DOC NYC, America’s largest documentary festival, has revealed its seventh annual 15-film Short List of likely awards contenders along with its opening-night selection, Telluride and Toronto favorite “The Biggest Little Farm” (2019, Neon), cinematographer John Chester’s poignant environmental portrait of life on a new California farm. The festival runs November 8 – 15.
Thom Powers, DOC NYC’s artistic director as well as documentary programmer for the Toronto International Film festival, oversees curation of the Short List of films that may be in the running for the Academy Award for Best Documentary feature. This year contains a spectrum of funders and distributors, including three from Netflix, three from his own TIFF selection (“Free Solo,” “Quincy,” and “Fahrenheit 11/9”) and two from HBO.
Historically, most DOC NYC picks do land on the Academy’s official 15-film Oscar Short List. For the past five years, the Short List has had nine to 10 titles overlap, and four to five titles that were Oscar nominated. For the last seven years, DOC NYC screened the documentary that went on to win the Oscar: “Icarus” (2017), “O.J.: Made in America” (2016), “Amy” (2015), “Citizenfour” (2014), “20 Feet From Stardom” (2013), “Searching for Sugar Man” (2012), and “Undefeated” (2011).

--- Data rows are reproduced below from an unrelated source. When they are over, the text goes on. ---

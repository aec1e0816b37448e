//! Placement of a gripper root in a target frame.
//!
//! A [`PlacementFrame`] gives a position plus the desired local Y and Z axes.
//! [`PoseComposer`] completes the basis with `x = y × z` and returns the 4x4
//! rigid transform that puts the root link there.

pub mod composer;
pub mod frame;

pub use composer::{PoseComposer, compose};
pub use frame::PlacementFrame;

“We gave serious consideration to many films we couldn’t fit into this 15,” said Powers. “There are more than 15 great films out there. It’s a struggle each year to reduce it to a short list.”

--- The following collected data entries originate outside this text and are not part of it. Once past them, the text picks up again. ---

//! Target frame for placing an assembly.

use nalgebra::Vector3;

/// Position and two orthogonal unit directions.
///
/// Built fresh for each placement and consumed by
/// [`PoseComposer`](crate::PoseComposer).
#[derive(Debug, Clone, Copy, PartialEq)]
pub struct PlacementFrame {
    pub position: Vector3<f32>,
    /// Where the assembly's local +Y should point.
    pub y_direction: Vector3<f32>,
    /// Where the assembly's local +Z should point.
    pub z_direction: Vector3<f32>,
}

impl Default for PlacementFrame {
    /// At the origin, axes aligned with the parent frame.
    fn default() -> Self {
        Self {
            position: Vector3::zeros(),
            y_direction: Vector3::y(),
            z_direction: Vector3::z(),
        }
    }
}

impl PlacementFrame {
    pub const fn new(
        position: Vector3<f32>,
        y_direction: Vector3<f32>,
        z_direction: Vector3<f32>,
    ) -> Self {
        Self {
            position,
            y_direction,
            z_direction,
        }
    }

    pub fn from_arrays(position: [f32; 3], y_direction: [f32; 3], z_direction: [f32; 3]) -> Self {
        Self::new(
            Vector3::from(position),
            Vector3::from(y_direction),
            Vector3::from(z_direction),
        )
    }

    /// Same axes, different position.
    #[must_use]
    pub fn at(mut self, position: Vector3<f32>) -> Self {
        self.position = position;
        self
    }

    /// `y × z`, unnormalised.
    pub fn x_direction(&self) -> Vector3<f32> {
        self.y_direction.cross(&self.z_direction)
    }
}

Notably, seven of the Short List feature selections are directed or co-directed by women, from Alexandria Bombach’s “On Her Shoulders” (Oscilloscope) to Sandi Tan’s “Shirkers” (Netflix), both Sundance debuts. “We’re drawing attention to the highest number of women directors since we’ve done this,” said Powers. “This list also has the most racial diversity, as well as first-time filmmakers.”
Two rookies are Rudy Valdez, whose emotional story about the impact on his family of his imprisoned sister, “The Sentence,” was picked up by HBO at Sundance, and Bing Liu’s equally devastating personal story, “Minding the Gap” (Hulu).
Established auteur brands also carry weight in Powers’ selection. Returning DOC NYC Short List veterans include Morgan Neville (Oscar-winning “20 Feet From Stardom,” “Best of Enemies”), Alan Hicks (“Keep on Keepin’ On”), Michael Moore (“Where to Invade Next”), and Wim Wenders (“The Salt of the Earth”). The Oscar perennial is accepting a lifetime achievement Visionaries tribute on November 8, the first day of the festival.
Among the many celebrity biodocs to choose from this year, Powers went with established hits “RBG” (Participant Media/Magnolia) and “Won’t You Be My Neighbor?” (Focus) as well as Netflix’s just-released “Quincy” and ex-PBS American Masters maven Susan Lacy’s “Jane Fonda in Five Acts.”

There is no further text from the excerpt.